Your goal → Search the material below for the word "operators". Copy every line where it is found.

Information provided →
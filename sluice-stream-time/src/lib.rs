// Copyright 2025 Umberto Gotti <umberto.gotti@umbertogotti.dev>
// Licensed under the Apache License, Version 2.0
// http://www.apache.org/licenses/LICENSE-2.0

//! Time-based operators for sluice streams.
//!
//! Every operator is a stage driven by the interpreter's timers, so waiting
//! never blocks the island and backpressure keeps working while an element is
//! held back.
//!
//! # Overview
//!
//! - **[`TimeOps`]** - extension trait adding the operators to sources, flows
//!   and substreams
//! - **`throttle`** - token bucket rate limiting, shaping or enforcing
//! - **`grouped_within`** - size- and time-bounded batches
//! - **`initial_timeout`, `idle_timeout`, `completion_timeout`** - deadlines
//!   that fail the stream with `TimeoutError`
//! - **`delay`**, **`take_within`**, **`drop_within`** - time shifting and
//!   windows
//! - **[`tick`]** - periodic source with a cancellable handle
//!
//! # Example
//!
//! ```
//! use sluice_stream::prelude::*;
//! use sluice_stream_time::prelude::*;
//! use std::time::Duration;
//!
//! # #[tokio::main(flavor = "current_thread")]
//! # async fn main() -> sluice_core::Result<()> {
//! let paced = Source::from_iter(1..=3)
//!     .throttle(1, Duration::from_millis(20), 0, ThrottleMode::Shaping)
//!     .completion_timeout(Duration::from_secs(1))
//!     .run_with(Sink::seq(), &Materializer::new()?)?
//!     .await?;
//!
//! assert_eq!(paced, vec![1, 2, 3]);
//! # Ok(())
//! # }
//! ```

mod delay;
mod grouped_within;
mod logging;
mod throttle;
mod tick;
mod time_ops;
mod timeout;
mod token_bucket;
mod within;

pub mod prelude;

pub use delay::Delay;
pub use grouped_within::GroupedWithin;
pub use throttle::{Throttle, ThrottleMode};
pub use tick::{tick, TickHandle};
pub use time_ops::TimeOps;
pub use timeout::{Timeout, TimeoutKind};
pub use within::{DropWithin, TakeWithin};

Answer for this exercise →
//! Time-based operators for sluice streams.
//! - **[`TimeOps`]** - extension trait adding the operators to sources, flows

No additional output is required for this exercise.